RGNT is a newly recognized CNS tumor having biphasic histologic characteristics [¹, ³⁰, ³¹]. The key features [²], described in virtually all the reports, include: (i) a neurocytic component composed of neurocytes forming rosettes (resembling Homer-Wright rosettes) around a synaptophysin-positive eosinophilic core and/or perivascular pseudorosettes that are arranged in arrays towards a vessel and (ii) an astrocytic component that is frequently described as closely resembling that of a pilocytic astrocytoma. A microcystic, myxoid matrix may be found in these neurocytic structures, while oligodendroglia-like cells (OLCs) may be seen in areas of the glial component.

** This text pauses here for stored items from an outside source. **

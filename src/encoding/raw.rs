//! Built-in framed container
//!
//! Stores samples uncompressed so a recording can always be produced, even
//! when no compressing encoder is available.
//!
//! Layout (little endian):
//!
//! ```text
//! header:  "CRREC" 0x01 | track_count u8 | track*
//! track:   kind u8 (0 video, 1 audio) | params | label_len u16 | label
//!          video params: width u32 | height u32 | fps f64
//!          audio params: sample_rate u32 | channels u16
//! record:  track_index u8 | pts f64 | len u32 | payload
//!          video payload: RGB24 bytes; audio payload: f32 samples
//! ```

use bytes::{Buf, BufMut};

use super::{MediaEncoder, StreamLayout};
use crate::errors::RecorderError;
use crate::types::{AudioFrame, TrackKind, TrackParams, VideoFrame};

pub const RAW_MIME_TYPE: &str = "application/x-crabrec";

const MAGIC: &[u8; 6] = b"CRREC\x01";
const KIND_VIDEO: u8 = 0;
const KIND_AUDIO: u8 = 1;

/// Writes samples into the framed container
pub struct RawEncoder {
    mime_type: String,
    video_index: Option<u8>,
    audio_index: Option<u8>,
    buffer: Vec<u8>,
}

impl RawEncoder {
    /// Create an encoder tagged with `mime_type`; the header is written immediately
    pub fn new(mime_type: &str, layout: &StreamLayout) -> Result<Self, RecorderError> {
        let tracks = layout.tracks();
        if tracks.is_empty() {
            return Err(RecorderError::Encoding("stream has no tracks".to_string()));
        }

        let mut buffer = Vec::with_capacity(64);
        buffer.put_slice(MAGIC);
        buffer.put_u8(tracks.len() as u8);
        for track in &tracks {
            match track.params {
                TrackParams::Video { width, height, fps } => {
                    buffer.put_u8(KIND_VIDEO);
                    buffer.put_u32_le(width);
                    buffer.put_u32_le(height);
                    buffer.put_f64_le(fps);
                }
                TrackParams::Audio { sample_rate, channels } => {
                    buffer.put_u8(KIND_AUDIO);
                    buffer.put_u32_le(sample_rate);
                    buffer.put_u16_le(channels);
                }
            }
            let label = track.label.as_bytes();
            let len = label.len().min(u16::MAX as usize);
            buffer.put_u16_le(len as u16);
            buffer.put_slice(&label[..len]);
        }

        let video_index = layout.video.as_ref().map(|_| 0u8);
        let audio_index = layout.audio.as_ref().map(|_| if layout.video.is_some() { 1u8 } else { 0u8 });

        Ok(Self {
            mime_type: mime_type.to_string(),
            video_index,
            audio_index,
            buffer,
        })
    }

    fn put_record_header(&mut self, track: u8, pts: f64, len: usize) -> Result<(), RecorderError> {
        let len = u32::try_from(len)
            .map_err(|_| RecorderError::Encoding(format!("sample of {} bytes is too large", len)))?;
        self.buffer.put_u8(track);
        self.buffer.put_f64_le(pts);
        self.buffer.put_u32_le(len);
        Ok(())
    }
}

impl MediaEncoder for RawEncoder {
    fn mime_type(&self) -> &str {
        &self.mime_type
    }

    fn encode_video(&mut self, frame: &VideoFrame) -> Result<(), RecorderError> {
        let track = self
            .video_index
            .ok_or_else(|| RecorderError::Encoding("stream has no video track".to_string()))?;
        self.put_record_header(track, frame.timestamp, frame.data.len())?;
        self.buffer.put_slice(&frame.data);
        Ok(())
    }

    fn encode_audio(&mut self, frame: &AudioFrame) -> Result<(), RecorderError> {
        let track = self
            .audio_index
            .ok_or_else(|| RecorderError::Encoding("stream has no audio track".to_string()))?;
        self.put_record_header(track, frame.timestamp, frame.samples.len() * 4)?;
        for sample in &frame.samples {
            self.buffer.put_f32_le(*sample);
        }
        Ok(())
    }

    fn take_output(&mut self) -> Vec<u8> {
        std::mem::take(&mut self.buffer)
    }

    fn finish(self: Box<Self>) -> Result<Vec<u8>, RecorderError> {
        Ok(self.buffer)
    }
}

/// A track entry parsed from the container header
#[derive(Debug, Clone, PartialEq)]
pub struct RawTrack {
    pub kind: TrackKind,
    pub params: TrackParams,
    pub label: String,
}

/// A sample record parsed from the container body
#[derive(Debug, Clone, PartialEq)]
pub struct RawRecord {
    pub track: u8,
    pub pts: f64,
    pub len: u32,
}

#[derive(Debug, Clone, PartialEq)]
pub struct RawRecording {
    pub tracks: Vec<RawTrack>,
    pub records: Vec<RawRecord>,
}

impl RawRecording {
    pub fn track_count(&self, kind: TrackKind) -> usize {
        self.tracks.iter().filter(|t| t.kind == kind).count()
    }

    /// Number of records belonging to the first track of `kind`
    pub fn sample_count(&self, kind: TrackKind) -> usize {
        match self.tracks.iter().position(|t| t.kind == kind) {
            Some(index) => self.records.iter().filter(|r| r.track as usize == index).count(),
            None => 0,
        }
    }

    /// Total payload bytes of all records
    pub fn payload_bytes(&self) -> u64 {
        self.records.iter().map(|r| r.len as u64).sum()
    }
}

/// Parses the framed container
pub struct RawReader;

impl RawReader {
    pub fn parse(data: &[u8]) -> Result<RawRecording, RecorderError> {
        let mut buf = data;

        need(buf, MAGIC.len() + 1)?;
        if &buf[..MAGIC.len()] != MAGIC {
            return Err(RecorderError::Encoding("not a crabrec container".to_string()));
        }
        buf.advance(MAGIC.len());

        let track_count = buf.get_u8() as usize;
        let mut tracks = Vec::with_capacity(track_count);
        for _ in 0..track_count {
            need(buf, 1)?;
            let (kind, params) = match buf.get_u8() {
                KIND_VIDEO => {
                    need(buf, 16)?;
                    let width = buf.get_u32_le();
                    let height = buf.get_u32_le();
                    let fps = buf.get_f64_le();
                    (TrackKind::Video, TrackParams::Video { width, height, fps })
                }
                KIND_AUDIO => {
                    need(buf, 6)?;
                    let sample_rate = buf.get_u32_le();
                    let channels = buf.get_u16_le();
                    (TrackKind::Audio, TrackParams::Audio { sample_rate, channels })
                }
                other => {
                    return Err(RecorderError::Encoding(format!("unknown track kind {}", other)));
                }
            };
            need(buf, 2)?;
            let label_len = buf.get_u16_le() as usize;
            need(buf, label_len)?;
            let label = String::from_utf8_lossy(&buf[..label_len]).into_owned();
            buf.advance(label_len);
            tracks.push(RawTrack { kind, params, label });
        }

        let mut records = Vec::new();
        while buf.has_remaining() {
            need(buf, 13)?;
            let track = buf.get_u8();
            let pts = buf.get_f64_le();
            let len = buf.get_u32_le();
            if track as usize >= tracks.len() {
                return Err(RecorderError::Encoding(format!("record for unknown track {}", track)));
            }
            need(buf, len as usize)?;
            buf.advance(len as usize);
            records.push(RawRecord { track, pts, len });
        }

        Ok(RawRecording { tracks, records })
    }
}

fn need(buf: &[u8], n: usize) -> Result<(), RecorderError> {
    if buf.len() < n {
        return Err(RecorderError::Encoding("truncated crabrec container".to_string()));
    }
    Ok(())
}

#[cfg(test)]
mod tests {
    use super::*;
    use crate::types::{SourceKind, TrackInfo};

    fn layout(video: bool, audio: bool) -> StreamLayout {
        StreamLayout {
            video: video.then(|| TrackInfo::video(SourceKind::Camera, "cam", 4, 2, 30.0)),
            audio: audio.then(|| TrackInfo::audio(None, "mixed audio", 48000, 2)),
        }
    }

    #[test]
    fn test_header_and_records_parse_back() {
        let mut encoder = RawEncoder::new("video/webm;codecs=vp8", &layout(true, true)).unwrap();
        encoder
            .encode_video(&VideoFrame {
                data: vec![1; 4 * 2 * 3],
                width: 4,
                height: 2,
                timestamp: 0.0,
            })
            .unwrap();
        let first = encoder.take_output();
        encoder
            .encode_audio(&AudioFrame {
                samples: vec![0.5; 8],
                sample_rate: 48000,
                channels: 2,
                timestamp: 0.01,
            })
            .unwrap();
        let rest = Box::new(encoder).finish().unwrap();

        let mut all = first;
        all.extend(rest);
        let parsed = RawReader::parse(&all).unwrap();
        assert_eq!(parsed.track_count(TrackKind::Video), 1);
        assert_eq!(parsed.track_count(TrackKind::Audio), 1);
        assert_eq!(parsed.tracks[1].label, "mixed audio");
        assert_eq!(parsed.sample_count(TrackKind::Video), 1);
        assert_eq!(parsed.sample_count(TrackKind::Audio), 1);
        assert_eq!(parsed.payload_bytes(), 24 + 32);
    }

    #[test]
    fn test_audio_only_stream_rejects_video() {
        let mut encoder = RawEncoder::new(RAW_MIME_TYPE, &layout(false, true)).unwrap();
        let result = encoder.encode_video(&VideoFrame {
            data: vec![],
            width: 0,
            height: 0,
            timestamp: 0.0,
        });
        assert!(matches!(result, Err(RecorderError::Encoding(_))));
    }

    #[test]
    fn test_empty_layout_rejected() {
        assert!(RawEncoder::new(RAW_MIME_TYPE, &layout(false, false)).is_err());
    }

    #[test]
    fn test_truncated_input_is_an_error() {
        let mut encoder = RawEncoder::new(RAW_MIME_TYPE, &layout(false, true)).unwrap();
        encoder
            .encode_audio(&AudioFrame {
                samples: vec![0.0; 4],
                sample_rate: 48000,
                channels: 2,
                timestamp: 0.0,
            })
            .unwrap();
        let bytes = encoder.take_output();
        assert!(RawReader::parse(&bytes[..bytes.len() - 1]).is_err());
        assert!(RawReader::parse(b"nope").is_err());
    }
}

It has been reported that these OLCs have strong synaptophysin and Olig2 reactivity; however, they do not show 1p/19q co-deletion [¹²]. Olig2, a transcription factor that controls development and differentiation of oligodendrocytes, is known to have variable expression in oligodendrocytes, oligodendrogliomas, neuroepithelial tumors and other glioneuronal tumors [³²–³⁴]. In our review, Rosenthal fibers and EGBs are each present in over 60% of cases. Nearly 1/2 of cases have hyalinized blood vessels and myxoid stroma. In 1/3 of cases microcalcifications are noted (Table 3). “Dysmorphic” ganglion cells are reported in five cases [⁴, ⁵]. “Floating” Purkinje cells are specified in three cases [³, ²⁹]. Whether the reported “dysmorphic” ganglion cells are also “floating” Purkinje cells remain to be clarified. Mitoses and necrosis are generally absent. No ganglion cells were identified in our illustrative case. Neither the neurocytic nor the astrocytic cellular component shows atypia.

The immunohistochemical profile in our case is compatible with the previously published cases. Consistently described is immunoreactivity for synaptophysin in the neurocytic rosettes and perivascular pseudorosettes. Microtubule associated protein 2 (MAP2) and neuron specific enolase have also been reported to be expressed in the neurocytic cell processes. GFAP and S-100 immunoreactivity are variably present in the glial component, but are absent in the neurocytic component. Ki-67 labelling index is generally low, similar to the observation in our case (<1%). Review of cases with available information shows a mean Ki-67 index of 1.8 ± 0.75 (SD) (range: 0–3.8%).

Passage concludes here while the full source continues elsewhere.